Take the records below and copy them exactly.

(Stored data entries)
_ _ _
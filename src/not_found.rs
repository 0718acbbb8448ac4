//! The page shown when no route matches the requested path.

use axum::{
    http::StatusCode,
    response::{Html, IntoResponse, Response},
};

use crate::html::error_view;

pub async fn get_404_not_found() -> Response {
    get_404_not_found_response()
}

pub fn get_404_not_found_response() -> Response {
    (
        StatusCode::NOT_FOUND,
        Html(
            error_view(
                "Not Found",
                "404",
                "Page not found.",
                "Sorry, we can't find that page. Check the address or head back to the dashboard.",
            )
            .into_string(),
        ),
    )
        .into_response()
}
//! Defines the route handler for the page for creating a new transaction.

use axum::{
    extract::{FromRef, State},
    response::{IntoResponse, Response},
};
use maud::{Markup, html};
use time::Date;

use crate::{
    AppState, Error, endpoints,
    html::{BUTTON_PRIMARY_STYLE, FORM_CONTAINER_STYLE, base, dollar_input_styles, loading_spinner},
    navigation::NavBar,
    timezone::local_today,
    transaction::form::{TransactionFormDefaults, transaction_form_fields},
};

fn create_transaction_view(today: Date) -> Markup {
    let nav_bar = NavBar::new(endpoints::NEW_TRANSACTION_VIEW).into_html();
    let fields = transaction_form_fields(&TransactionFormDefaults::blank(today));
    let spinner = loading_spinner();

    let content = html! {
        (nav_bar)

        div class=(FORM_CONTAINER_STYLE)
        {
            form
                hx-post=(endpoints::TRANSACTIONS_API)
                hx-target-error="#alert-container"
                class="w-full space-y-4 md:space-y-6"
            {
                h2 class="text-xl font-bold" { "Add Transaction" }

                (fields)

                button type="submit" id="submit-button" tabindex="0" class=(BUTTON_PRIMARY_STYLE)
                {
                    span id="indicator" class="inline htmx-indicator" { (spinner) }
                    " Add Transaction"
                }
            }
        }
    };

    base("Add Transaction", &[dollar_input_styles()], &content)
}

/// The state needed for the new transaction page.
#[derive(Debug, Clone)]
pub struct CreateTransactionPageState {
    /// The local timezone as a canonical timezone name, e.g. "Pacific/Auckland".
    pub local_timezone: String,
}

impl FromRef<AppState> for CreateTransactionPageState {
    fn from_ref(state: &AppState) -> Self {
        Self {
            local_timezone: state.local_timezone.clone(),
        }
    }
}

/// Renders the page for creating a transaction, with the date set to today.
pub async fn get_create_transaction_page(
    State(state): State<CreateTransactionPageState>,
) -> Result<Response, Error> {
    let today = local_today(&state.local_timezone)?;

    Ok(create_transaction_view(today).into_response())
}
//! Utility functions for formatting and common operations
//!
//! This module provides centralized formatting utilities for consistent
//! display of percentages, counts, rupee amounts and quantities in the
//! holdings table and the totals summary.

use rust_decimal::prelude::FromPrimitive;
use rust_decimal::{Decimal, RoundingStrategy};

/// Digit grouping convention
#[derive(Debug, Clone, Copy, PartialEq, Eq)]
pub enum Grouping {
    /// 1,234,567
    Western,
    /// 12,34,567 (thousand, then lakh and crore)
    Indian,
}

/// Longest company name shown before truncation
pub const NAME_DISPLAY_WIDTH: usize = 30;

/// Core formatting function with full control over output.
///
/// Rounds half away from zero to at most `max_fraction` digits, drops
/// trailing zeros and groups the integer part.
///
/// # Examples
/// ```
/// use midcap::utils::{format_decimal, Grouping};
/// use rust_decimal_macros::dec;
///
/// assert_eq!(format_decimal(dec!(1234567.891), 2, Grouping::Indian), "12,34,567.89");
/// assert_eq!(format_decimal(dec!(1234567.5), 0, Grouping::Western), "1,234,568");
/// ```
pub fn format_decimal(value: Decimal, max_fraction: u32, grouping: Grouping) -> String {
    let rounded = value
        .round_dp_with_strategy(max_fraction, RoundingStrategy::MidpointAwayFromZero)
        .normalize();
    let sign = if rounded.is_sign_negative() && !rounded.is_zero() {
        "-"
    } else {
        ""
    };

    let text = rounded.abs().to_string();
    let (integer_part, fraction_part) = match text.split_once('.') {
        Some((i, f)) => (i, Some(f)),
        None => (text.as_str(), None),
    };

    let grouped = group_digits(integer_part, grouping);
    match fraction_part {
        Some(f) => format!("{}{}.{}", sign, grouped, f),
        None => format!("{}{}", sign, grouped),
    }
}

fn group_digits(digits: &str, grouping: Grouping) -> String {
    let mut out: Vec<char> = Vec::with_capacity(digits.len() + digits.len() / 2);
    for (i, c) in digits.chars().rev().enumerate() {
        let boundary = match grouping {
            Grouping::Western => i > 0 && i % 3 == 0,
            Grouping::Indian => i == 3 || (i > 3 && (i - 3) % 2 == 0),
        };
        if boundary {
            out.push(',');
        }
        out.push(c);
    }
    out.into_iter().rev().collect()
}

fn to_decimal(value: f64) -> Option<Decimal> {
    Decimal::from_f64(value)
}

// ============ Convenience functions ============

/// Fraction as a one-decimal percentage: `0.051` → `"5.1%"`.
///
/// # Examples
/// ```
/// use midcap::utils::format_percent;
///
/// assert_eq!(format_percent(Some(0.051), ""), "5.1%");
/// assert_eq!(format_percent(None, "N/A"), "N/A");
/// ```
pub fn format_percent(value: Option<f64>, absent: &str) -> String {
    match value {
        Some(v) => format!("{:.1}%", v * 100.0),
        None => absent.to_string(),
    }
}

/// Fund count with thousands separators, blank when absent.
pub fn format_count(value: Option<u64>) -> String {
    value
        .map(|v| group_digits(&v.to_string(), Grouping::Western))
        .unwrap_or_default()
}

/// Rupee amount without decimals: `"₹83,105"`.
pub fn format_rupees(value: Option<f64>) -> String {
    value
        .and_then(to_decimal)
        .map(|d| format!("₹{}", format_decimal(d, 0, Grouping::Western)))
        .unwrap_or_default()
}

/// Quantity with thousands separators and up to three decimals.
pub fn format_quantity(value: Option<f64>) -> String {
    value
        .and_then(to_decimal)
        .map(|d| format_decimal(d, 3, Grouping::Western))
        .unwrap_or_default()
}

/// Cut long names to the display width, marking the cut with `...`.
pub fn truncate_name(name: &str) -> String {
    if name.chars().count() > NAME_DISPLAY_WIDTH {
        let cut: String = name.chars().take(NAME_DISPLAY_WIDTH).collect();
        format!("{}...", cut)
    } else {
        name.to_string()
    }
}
_ _ _
[Answer to this task]
filename src/not_found.rs
repository 0718acbbb8448ac4
//! The page shown when no route matches the requested path.

use axum::{
    http::StatusCode,
    response::{Html, IntoResponse, Response},
};

use crate::html::error_view;

pub async fn get_404_not_found() -> Response {
    get_404_not_found_response()
}

pub fn get_404_not_found_response() -> Response {
    (
        StatusCode::NOT_FOUND,
        Html(
            error_view(
                "Not Found",
                "404",
                "Page not found.",
                "Sorry, we can't find that page. Check the address or head back to the dashboard.",
            )
            .into_string(),
        ),
    )
        .into_response()
}
//! Defines the route handler for the page for creating a new transaction.

use axum::{
    extract::{FromRef, State},
    response::{IntoResponse, Response},
};
use maud::{Markup, html};
use time::Date;

use crate::{
    AppState, Error, endpoints,
    html::{BUTTON_PRIMARY_STYLE, FORM_CONTAINER_STYLE, base, dollar_input_styles, loading_spinner},
    navigation::NavBar,
    timezone::local_today,
    transaction::form::{TransactionFormDefaults, transaction_form_fields},
};

fn create_transaction_view(today: Date) -> Markup {
    let nav_bar = NavBar::new(endpoints::NEW_TRANSACTION_VIEW).into_html();
    let fields = transaction_form_fields(&TransactionFormDefaults::blank(today));
    let spinner = loading_spinner();

    let content = html! {
        (nav_bar)

        div class=(FORM_CONTAINER_STYLE)
        {
            form
                hx-post=(endpoints::TRANSACTIONS_API)
                hx-target-error="#alert-container"
                class="w-full space-y-4 md:space-y-6"
            {
                h2 class="text-xl font-bold" { "Add Transaction" }

                (fields)

                button type="submit" id="submit-button" tabindex="0" class=(BUTTON_PRIMARY_STYLE)
                {
                    span id="indicator" class="inline htmx-indicator" { (spinner) }
                    " Add Transaction"
                }
            }
        }
    };

    base("Add Transaction", &[dollar_input_styles()], &content)
}

/// The state needed for the new transaction page.
#[derive(Debug, Clone)]
pub struct CreateTransactionPageState {
    /// The local timezone as a canonical timezone name, e.g. "Pacific/Auckland".
    pub local_timezone: String,
}

impl FromRef<AppState> for CreateTransactionPageState {
    fn from_ref(state: &AppState) -> Self {
        Self {
            local_timezone: state.local_timezone.clone(),
        }
    }
}

/// Renders the page for creating a transaction, with the date set to today.
pub async fn get_create_transaction_page(
    State(state): State<CreateTransactionPageState>,
) -> Result<Response, Error> {
    let today = local_today(&state.local_timezone)?;

    Ok(create_transaction_view(today).into_response())
}
//! Utility functions for formatting and common operations
//!
//! This module provides centralized formatting utilities for consistent
//! display of percentages, counts, rupee amounts and quantities in the
//! holdings table and the totals summary.

use rust_decimal::prelude::FromPrimitive;
use rust_decimal::{Decimal, RoundingStrategy};

/// Digit grouping convention
#[derive(Debug, Clone, Copy, PartialEq, Eq)]
pub enum Grouping {
    /// 1,234,567
    Western,
    /// 12,34,567 (thousand, then lakh and crore)
    Indian,
}

/// Longest company name shown before truncation
pub const NAME_DISPLAY_WIDTH: usize = 30;

/// Core formatting function with full control over output.
///
/// Rounds half away from zero to at most `max_fraction` digits, drops
/// trailing zeros and groups the integer part.
///
/// # Examples
/// ```
/// use midcap::utils::{format_decimal, Grouping};
/// use rust_decimal_macros::dec;
///
/// assert_eq!(format_decimal(dec!(1234567.891), 2, Grouping::Indian), "12,34,567.89");
/// assert_eq!(format_decimal(dec!(1234567.5), 0, Grouping::Western), "1,234,568");
/// ```
pub fn format_decimal(value: Decimal, max_fraction: u32, grouping: Grouping) -> String {
    let rounded = value
        .round_dp_with_strategy(max_fraction, RoundingStrategy::MidpointAwayFromZero)
        .normalize();
    let sign = if rounded.is_sign_negative() && !rounded.is_zero() {
        "-"
    } else {
        ""
    };

    let text = rounded.abs().to_string();
    let (integer_part, fraction_part) = match text.split_once('.') {
        Some((i, f)) => (i, Some(f)),
        None => (text.as_str(), None),
    };

    let grouped = group_digits(integer_part, grouping);
    match fraction_part {
        Some(f) => format!("{}{}.{}", sign, grouped, f),
        None => format!("{}{}", sign, grouped),
    }
}

fn group_digits(digits: &str, grouping: Grouping) -> String {
    let mut out: Vec<char> = Vec::with_capacity(digits.len() + digits.len() / 2);
    for (i, c) in digits.chars().rev().enumerate() {
        let boundary = match grouping {
            Grouping::Western => i > 0 && i % 3 == 0,
            Grouping::Indian => i == 3 || (i > 3 && (i - 3) % 2 == 0),
        };
        if boundary {
            out.push(',');
        }
        out.push(c);
    }
    out.into_iter().rev().collect()
}

fn to_decimal(value: f64) -> Option<Decimal> {
    Decimal::from_f64(value)
}

// ============ Convenience functions ============

/// Fraction as a one-decimal percentage: `0.051` → `"5.1%"`.
///
/// # Examples
/// ```
/// use midcap::utils::format_percent;
///
/// assert_eq!(format_percent(Some(0.051), ""), "5.1%");
/// assert_eq!(format_percent(None, "N/A"), "N/A");
/// ```
pub fn format_percent(value: Option<f64>, absent: &str) -> String {
    match value {
        Some(v) => format!("{:.1}%", v * 100.0),
        None => absent.to_string(),
    }
}

/// Fund count with thousands separators, blank when absent.
pub fn format_count(value: Option<u64>) -> String {
    value
        .map(|v| group_digits(&v.to_string(), Grouping::Western))
        .unwrap_or_default()
}

/// Rupee amount without decimals: `"₹83,105"`.
pub fn format_rupees(value: Option<f64>) -> String {
    value
        .and_then(to_decimal)
        .map(|d| format!("₹{}", format_decimal(d, 0, Grouping::Western)))
        .unwrap_or_default()
}

/// Quantity with thousands separators and up to three decimals.
pub fn format_quantity(value: Option<f64>) -> String {
    value
        .and_then(to_decimal)
        .map(|d| format_decimal(d, 3, Grouping::Western))
        .unwrap_or_default()
}

/// Cut long names to the display width, marking the cut with `...`.
pub fn truncate_name(name: &str) -> String {
    if name.chars().count() > NAME_DISPLAY_WIDTH {
        let cut: String = name.chars().take(NAME_DISPLAY_WIDTH).collect();
        format!("{}...", cut)
    } else {
        name.to_string()
    }
}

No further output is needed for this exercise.